Hakim Gayus Dukung Upaya KPK Bongkar Kasus Dugaan Suap Pejabat MA
A
A
A
JAKARTA - Hakim Agung Topane Gayus Lumbuun menilai kasus dugaan suap pengurusan penundaan pengiriman putusan kasasi yang dilakukan Andri Tristianto Sutrisna dkk terjadi karena lebih pada tata kelola organisasi Mahkamah Agung (MA) yang lemah.
Menurut Gayus, walaupun Andri bukan wilayah pemutus perkara atau hakim, tetapi jabatannya sebagai Kepala Subdit Kasasi dan PK Kamar Perdata tetap saja bagian dari bidang-bidang yang ada di MA dan berpotensi untuk saling berkait-kaitan.
"Jadi yang pertama saya akan mengatakan bahwa ini terjadi di salah satu bagian di MA yang berpotensi juga untuk terjadi penyimpangan atau pelanggaran tipikor," kata Gayus saat dihubungi SINDO, Minggu (14/2/2016).
Pria kelahiran Manado 19 Januari 1948 ini sepakat dengan permintaan Komisi III agar MA melakukan evaluasi dan pembenahan internal. Gayus menuturkan, pengawasan terhadap MA yang terbagi internal dan eksternal harus juga ditingkatkan.
Pengawasan eksternal dilakukan oleh Komisi Yudisial (KY), yang hanya fokus kepada hakim atau hakim agung. Sedangkan Andri bukan hakim agung jadi lepas dari pengawasan eksternal.

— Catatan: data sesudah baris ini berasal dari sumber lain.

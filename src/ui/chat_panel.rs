//! Prompt input, streamed output and a pop-up model chooser around one
//! [`Session`].

use ratatui::crossterm::event::{KeyCode, KeyEvent, KeyEventKind, KeyModifiers};
use ratatui::layout::{Constraint, Direction, Layout, Rect};
use ratatui::style::{Color, Modifier, Style};
use ratatui::symbols::border;
use ratatui::widgets::{Block, Borders, Clear, Padding, Paragraph, Wrap};
use ratatui::Frame;
use tracing::debug;
use tui_textarea::{Input, TextArea};

use crate::core::command::Command;
use crate::core::component::Component;
use crate::core::message::Msg;
use crate::core::session::Session;
use crate::ui::model_chooser::ModelChooser;
use crate::ui::spinner::Spinner;
use crate::utils::scroll::ScrollCalculator;

pub const DEFAULT_WIDTH: u16 = 40;
pub const DEFAULT_HEIGHT: u16 = 20;
pub const DEFAULT_INPUT_HEIGHT: u16 = 4;
pub const INPUT_CHAR_LIMIT: usize = 300;

const PLACEHOLDER: &str = "Enter your prompt here...";

/// Draws the `| ` prompt in front of every input row.
const PROMPT_BORDER: border::Set = border::Set {
    vertical_left: "|",
    ..border::PLAIN
};

pub struct ChatPanel {
    pub session: Session,
    pub chooser: ModelChooser,
    /// Put the prompt above the output instead of below it.
    pub input_on_top: bool,

    width: u16,
    height: u16,
    input_height: u16,
    choosing: bool,
    spinner: Spinner,
    input: TextArea<'static>,
    scroll: u16,
    follow_output: bool,
}

impl ChatPanel {
    pub fn new(session: Session) -> Self {
        let mut chooser = ModelChooser::with_transport(session.transport());
        chooser.set_host(session.host.clone());
        chooser.fetch_on_init = false;
        chooser.set_selection_by_name(&session.model);

        let mut input = TextArea::default();
        input.set_placeholder_text(PLACEHOLDER);
        input.set_cursor_line_style(Style::default());
        input.set_block(
            Block::default()
                .borders(Borders::LEFT)
                .border_set(PROMPT_BORDER)
                .padding(Padding::left(1))
                .border_style(Style::default().fg(Color::Cyan)),
        );

        Self {
            session,
            chooser,
            input_on_top: false,
            width: DEFAULT_WIDTH,
            height: DEFAULT_HEIGHT,
            input_height: DEFAULT_INPUT_HEIGHT,
            choosing: false,
            spinner: Spinner::new(),
            input,
            scroll: 0,
            follow_output: true,
        }
    }

    pub fn width(&self) -> u16 {
        self.width
    }

    pub fn height(&self) -> u16 {
        self.height
    }

    pub fn input_height(&self) -> u16 {
        self.input_height
    }

    pub fn is_choosing(&self) -> bool {
        self.choosing
    }

    pub fn set_size(&mut self, width: u16, height: u16) {
        self.width = width;
        self.height = height;
        self.set_input_height(self.input_height);
    }

    /// Clamped so the output keeps at least one row.
    pub fn set_input_height(&mut self, rows: u16) {
        let max = self.height.saturating_sub(1).max(1);
        self.input_height = rows.clamp(1, max);
    }

    pub fn input_value(&self) -> String {
        self.input.lines().join("\n")
    }

    pub fn set_input_value(&mut self, text: &str) {
        self.input.select_all();
        self.input.cut();
        self.input.insert_str(text);
    }

    pub fn set_placeholder(&mut self, text: &str) {
        self.input.set_placeholder_text(text.to_string());
    }

    pub fn update(&mut self, msg: &Msg) -> Command {
        match msg {
            Msg::Resize { width, height } => {
                self.set_size(*width, *height);
                Command::None
            }
            Msg::Key(key) if key.kind == KeyEventKind::Press => {
                if self.choosing {
                    self.chooser.update(msg)
                } else {
                    self.handle_key(key)
                }
            }
            Msg::ModelSelected { id, selection, .. } if *id == self.chooser.id() => {
                debug!(model = %selection.name, "model selected");
                self.session.model = selection.name.clone();
                self.choosing = false;
                Command::None
            }
            Msg::ChooserAborted { id, .. } if *id == self.chooser.id() => {
                self.choosing = false;
                Command::None
            }
            Msg::SpinnerTick { .. } => Command::batch([
                self.spinner.update(msg, self.session.is_generating()),
                self.chooser.update(msg),
            ]),
            _ => Command::batch([self.session.update(msg), self.chooser.update(msg)]),
        }
    }

    fn handle_key(&mut self, key: &KeyEvent) -> Command {
        let ctrl = key.modifiers.contains(KeyModifiers::CONTROL);
        let shift = key.modifiers.contains(KeyModifiers::SHIFT);

        match key.code {
            KeyCode::Char('p') if ctrl => self.open_chooser(),
            KeyCode::Esc if self.session.is_generating() => {
                Command::Emit(self.session.stop_generate_msg())
            }
            KeyCode::Enter if key.modifiers.is_empty() => self.submit(),
            KeyCode::Up if shift => {
                self.set_input_height(self.input_height.saturating_add(1));
                Command::None
            }
            KeyCode::Down if shift => {
                self.set_input_height(self.input_height.saturating_sub(1));
                Command::None
            }
            KeyCode::PageUp => {
                let current = self.current_scroll(self.output_rows());
                self.follow_output = false;
                self.scroll = current.saturating_sub(self.output_rows().max(1));
                Command::None
            }
            KeyCode::PageDown => {
                let rows = self.output_rows();
                let bottom = ScrollCalculator::scroll_to_bottom(&self.output_text(), self.width, rows);
                self.scroll = self.current_scroll(rows).saturating_add(rows.max(1));
                if self.scroll >= bottom {
                    self.scroll = bottom;
                    self.follow_output = true;
                }
                Command::None
            }
            // The prompt is a single line; Ctrl+M and Ctrl+J would insert newlines.
            KeyCode::Char('m') | KeyCode::Char('j') if ctrl => Command::None,
            KeyCode::Enter => Command::None,
            KeyCode::Char(_) if self.input_value().chars().count() >= INPUT_CHAR_LIMIT => {
                Command::None
            }
            _ => {
                self.input.input(Input::from(*key));
                Command::None
            }
        }
    }

    fn open_chooser(&mut self) -> Command {
        self.choosing = true;
        self.chooser.set_host(self.session.host.clone());
        self.chooser.set_selection_by_name(&self.session.model);
        Command::Emit(self.chooser.fetch_list_msg())
    }

    fn submit(&mut self) -> Command {
        let value = self.input_value();
        if value.is_empty() || value == self.session.prompt {
            return Command::None;
        }

        self.session.prompt = value;
        self.session.clear_response();
        self.scroll = 0;
        self.follow_output = true;
        Command::batch([
            Command::Emit(self.session.start_generate_msg()),
            self.spinner.start(),
        ])
    }

    fn output_text(&self) -> String {
        self.session.view()
    }

    /// Rows available to the output, excluding its title row.
    fn output_rows(&self) -> u16 {
        self.height
            .saturating_sub(self.input_height)
            .saturating_sub(1)
    }

    fn current_scroll(&self, rows: u16) -> u16 {
        let bottom = ScrollCalculator::scroll_to_bottom(&self.output_text(), self.width, rows);
        if self.follow_output {
            bottom
        } else {
            self.scroll.min(bottom)
        }
    }

    fn render_output(&self, frame: &mut Frame, area: Rect) {
        let mut title = format!(" {} ", self.session.model);
        if self.session.is_generating() {
            title = format!(" {} {}", self.spinner.frame(), title.trim_start());
        }
        let block = Block::default()
            .borders(Borders::TOP)
            .title(title)
            .border_style(Style::default().fg(Color::DarkGray));

        let rows = area.height.saturating_sub(1);
        let text = self.output_text();
        let bottom = ScrollCalculator::scroll_to_bottom(&text, area.width, rows);
        let scroll = if self.follow_output {
            bottom
        } else {
            self.scroll.min(bottom)
        };

        let style = if self.session.error().is_some() {
            Style::default().fg(Color::Red)
        } else {
            Style::default()
        };

        let paragraph = Paragraph::new(text)
            .block(block)
            .style(style)
            .wrap(Wrap { trim: false })
            .scroll((scroll, 0));
        frame.render_widget(paragraph, area);
    }

    fn render_chooser(&self, frame: &mut Frame, area: Rect) {
        let overlay = Rect {
            x: area.x + area.width.min(2) / 2,
            y: area.y + area.height.min(2) / 2,
            width: area.width.saturating_sub(2).max(1),
            height: area.height.saturating_sub(2).max(1),
        };
        frame.render_widget(Clear, overlay);
        let block = Block::default()
            .borders(Borders::ALL)
            .title(" Ctrl+P model ")
            .title_style(Style::default().add_modifier(Modifier::BOLD));
        let inner = block.inner(overlay);
        frame.render_widget(block, overlay);
        self.chooser.render(frame, inner);
    }
}

impl Component for ChatPanel {
    fn init(&mut self) -> Command {
        Command::batch([self.session.init(), self.chooser.init()])
    }

    fn update(&mut self, msg: &Msg) -> Command {
        ChatPanel::update(self, msg)
    }

    fn render(&self, frame: &mut Frame, area: Rect) {
        let input_rows = self.input_height.min(area.height.saturating_sub(1));
        let constraints = if self.input_on_top {
            [Constraint::Length(input_rows), Constraint::Min(0)]
        } else {
            [Constraint::Min(0), Constraint::Length(input_rows)]
        };
        let chunks = Layout::default()
            .direction(Direction::Vertical)
            .constraints(constraints)
            .split(area);
        let (input_area, output_area) = if self.input_on_top {
            (chunks[0], chunks[1])
        } else {
            (chunks[1], chunks[0])
        };

        self.render_output(frame, output_area);
        frame.render_widget(&self.input, input_area);

        if self.choosing {
            self.render_chooser(frame, area);
        }
    }
}
//! One streaming text generation against an Ollama server.
//!
//! A [`Session`] owns the request parameters and the accumulated response.
//! Network work runs on a spawned [`GenerateJob`] that reports back through
//! the session's bounded delivery queue, so state only changes inside
//! [`Session::update`].

use std::sync::Arc;

use chrono::Utc;
use futures_util::StreamExt;
use ratatui::layout::Rect;
use ratatui::widgets::{Paragraph, Wrap};
use ratatui::Frame;
use reqwest::Url;
use tokio::sync::{mpsc, Mutex};
use tokio_util::sync::CancellationToken;
use tracing::debug;

use crate::api::transport::parse_host;
use crate::api::{
    ApiError, GenerateRequest, GenerateResponse, HttpTransport, ImageData, Options, SharedError,
    Transport,
};
use crate::core::command::Command;
use crate::core::component::Component;
use crate::core::config;
use crate::core::ids::ComponentId;
use crate::core::message::Msg;

/// Deliveries a worker may queue before it waits on the event loop.
pub const DELIVERY_QUEUE_CAPACITY: usize = 100;

pub struct Session {
    pub host: String,
    pub model: String,
    pub system: String,
    pub template: String,
    /// Token context returned by a previous generation.
    pub context: Option<Vec<i64>>,
    pub prompt: String,
    pub suffix: String,
    pub images: Vec<ImageData>,
    pub options: Options,

    id: ComponentId,
    transport: Arc<dyn Transport>,
    last_error: Option<SharedError>,
    is_generating: bool,
    response: String,
    cancel_token: Option<CancellationToken>,
    request_seq: u64,
    in_flight: Arc<Mutex<()>>,
    deliveries_tx: mpsc::Sender<Msg>,
    deliveries_rx: Option<mpsc::Receiver<Msg>>,
}

impl Default for Session {
    fn default() -> Self {
        Self::new()
    }
}

impl Session {
    /// A session talking HTTP to the configured default host.
    pub fn new() -> Self {
        Self::with_transport(Arc::new(HttpTransport::new()))
    }

    pub fn with_transport(transport: Arc<dyn Transport>) -> Self {
        let defaults = config::defaults();
        let (deliveries_tx, deliveries_rx) = mpsc::channel(DELIVERY_QUEUE_CAPACITY);
        Self {
            host: defaults.host.clone(),
            model: defaults.model.clone(),
            system: config::default_system(),
            template: String::new(),
            context: None,
            prompt: defaults.prompt.clone(),
            suffix: String::new(),
            images: Vec::new(),
            options: Options::new(),
            id: ComponentId::next(),
            transport,
            last_error: None,
            is_generating: false,
            response: String::new(),
            cancel_token: None,
            request_seq: 0,
            in_flight: Arc::new(Mutex::new(())),
            deliveries_tx,
            deliveries_rx: Some(deliveries_rx),
        }
    }

    pub fn id(&self) -> ComponentId {
        self.id
    }

    pub fn transport(&self) -> Arc<dyn Transport> {
        self.transport.clone()
    }

    pub fn is_generating(&self) -> bool {
        self.is_generating
    }

    /// Text accumulated so far for the current or last generation.
    pub fn response(&self) -> &str {
        &self.response
    }

    pub fn error(&self) -> Option<&SharedError> {
        self.last_error.as_ref()
    }

    pub fn clear_response(&mut self) {
        self.response.clear();
    }

    pub fn clear_error(&mut self) {
        self.last_error = None;
    }

    pub fn start_generate_msg(&self) -> Msg {
        Msg::StartGenerate { id: self.id }
    }

    pub fn stop_generate_msg(&self) -> Msg {
        Msg::StopGenerate { id: self.id }
    }

    /// What the session shows when rendered on its own.
    pub fn view(&self) -> String {
        match &self.last_error {
            Some(err) => format!("ERROR: {err}"),
            None => self.response.clone(),
        }
    }

    pub fn update(&mut self, msg: &Msg) -> Command {
        match msg {
            Msg::StartGenerate { id } if *id == self.id => self.start(),
            Msg::StopGenerate { id } if *id == self.id => {
                self.cancel_active();
                Command::None
            }
            Msg::GenerateChunk { id, request, chunk } if self.is_current(*id, *request) => {
                self.apply_chunk(chunk)
            }
            Msg::GenerateFailed { id, request, error } if self.is_current(*id, *request) => {
                self.fail(error.clone())
            }
            _ => Command::None,
        }
    }

    fn is_current(&self, id: ComponentId, request: u64) -> bool {
        id == self.id && request == self.request_seq && self.is_generating
    }

    fn start(&mut self) -> Command {
        if self.is_generating {
            debug!(session = %self.id, request = self.request_seq, "superseding active generation");
            self.cancel_active();
        }

        self.request_seq += 1;
        self.last_error = None;
        self.response.clear();

        let host = match parse_host(&self.host) {
            Ok(host) => host,
            Err(err) => return self.fail(err.shared()),
        };

        let cancel_token = CancellationToken::new();
        self.cancel_token = Some(cancel_token.clone());
        self.is_generating = true;
        debug!(
            session = %self.id,
            request = self.request_seq,
            model = %self.model,
            "starting generation"
        );

        Command::Generate(GenerateJob {
            session_id: self.id,
            request: self.request_seq,
            host,
            body: self.build_request(),
            transport: self.transport.clone(),
            cancel_token,
            in_flight: self.in_flight.clone(),
            deliveries: self.deliveries_tx.clone(),
        })
    }

    fn build_request(&self) -> GenerateRequest {
        GenerateRequest {
            model: self.model.clone(),
            prompt: self.prompt.clone(),
            suffix: self.suffix.clone(),
            system: self.system.clone(),
            template: self.template.clone(),
            context: self.context.clone(),
            stream: true,
            images: self.images.clone(),
            options: self.options.clone(),
        }
    }

    fn cancel_active(&mut self) {
        if let Some(token) = self.cancel_token.take() {
            token.cancel();
        }
        self.is_generating = false;
    }

    fn apply_chunk(&mut self, chunk: &GenerateResponse) -> Command {
        let created_at = chunk.created_at.unwrap_or_else(Utc::now);
        self.response.push_str(&chunk.response);

        let partial = Command::Emit(Msg::GenerateResponse {
            id: self.id,
            created_at,
            response: chunk.response.clone(),
        });
        if !chunk.done {
            return partial;
        }

        self.is_generating = false;
        self.cancel_token = None;
        debug!(
            session = %self.id,
            request = self.request_seq,
            chars = self.response.len(),
            "generation finished"
        );

        Command::Batch(vec![
            partial,
            Command::Emit(Msg::GenerateDone {
                id: self.id,
                created_at,
                response: self.response.clone(),
                done_reason: chunk.done_reason.clone().unwrap_or_default(),
                context: chunk.context.clone(),
            }),
        ])
    }

    fn fail(&mut self, error: SharedError) -> Command {
        debug!(session = %self.id, request = self.request_seq, error = %error, "generation failed");
        self.is_generating = false;
        self.cancel_token = None;
        let done_reason = error.to_string();
        self.last_error = Some(error);

        Command::Emit(Msg::GenerateDone {
            id: self.id,
            created_at: Utc::now(),
            response: String::new(),
            done_reason,
            context: None,
        })
    }
}

impl Component for Session {
    /// Hands the delivery queue to the runtime. Only the first call does
    /// anything.
    fn init(&mut self) -> Command {
        match self.deliveries_rx.take() {
            Some(rx) => Command::Listen(rx),
            None => Command::None,
        }
    }

    fn update(&mut self, msg: &Msg) -> Command {
        Session::update(self, msg)
    }

    fn render(&self, frame: &mut Frame, area: Rect) {
        let paragraph = Paragraph::new(self.view()).wrap(Wrap { trim: false });
        frame.render_widget(paragraph, area);
    }
}

/// Background half of a generation: streams one request into the owning
/// session's delivery queue.
pub struct GenerateJob {
    session_id: ComponentId,
    request: u64,
    host: Url,
    body: GenerateRequest,
    transport: Arc<dyn Transport>,
    cancel_token: CancellationToken,
    in_flight: Arc<Mutex<()>>,
    deliveries: mpsc::Sender<Msg>,
}

impl GenerateJob {
    pub fn session_id(&self) -> ComponentId {
        self.session_id
    }

    pub async fn run(self) {
        let GenerateJob {
            session_id,
            request,
            host,
            body,
            transport,
            cancel_token,
            in_flight,
            deliveries,
        } = self;

        tokio::select! {
            biased;
            _ = cancel_token.cancelled() => {
                debug!(session = %session_id, request, "generation cancelled");
            }
            _ = async {
                // A superseded worker holds this until its stream is dropped.
                let _slot = in_flight.lock().await;
                let outcome = stream_generation(
                    transport.as_ref(),
                    &host,
                    &body,
                    session_id,
                    request,
                    &deliveries,
                )
                .await;
                if let Err(err) = outcome {
                    let _ = deliveries
                        .send(Msg::GenerateFailed {
                            id: session_id,
                            request,
                            error: err.shared(),
                        })
                        .await;
                }
            } => {}
        }
    }
}

async fn stream_generation(
    transport: &dyn Transport,
    host: &Url,
    body: &GenerateRequest,
    id: ComponentId,
    request: u64,
    deliveries: &mpsc::Sender<Msg>,
) -> Result<(), ApiError> {
    let mut stream = transport.generate(host, body).await?;
    while let Some(chunk) = stream.next().await {
        let chunk = chunk?;
        let done = chunk.done;
        if deliveries
            .send(Msg::GenerateChunk { id, request, chunk })
            .await
            .is_err()
        {
            // The session is gone; nobody is listening.
            return Ok(());
        }
        if done {
            return Ok(());
        }
    }
    Err(ApiError::IncompleteStream)
}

"Pengawasan pastinya ada pada bidang pengawasan dan pembinaan di Mahkamah Agung, jadi ada dua bidang yang bertanggungjawab. Harus bisa efektif dalam menjalankan tugasnya yaitu bidang pengawasan dan pembinaan. Karena hanya pengawasan tidak cukup maka harus ada pembinaan. Sehingga orang itu dibina dalam karir dan dalam tugas-tugasnya," ujarnya.
Gayus mendukung upaya Komisi III untuk memanggil MA untuk membahas penangkapan terhadap Andri dan pengurusan perkara di MA. Ditambah lagi ada kasus suap pengurusan kasasi yang dilakukan terpidana Djodi Supratman selaku pegawai Balai Pendidikan dan Pelatihan MA dkk.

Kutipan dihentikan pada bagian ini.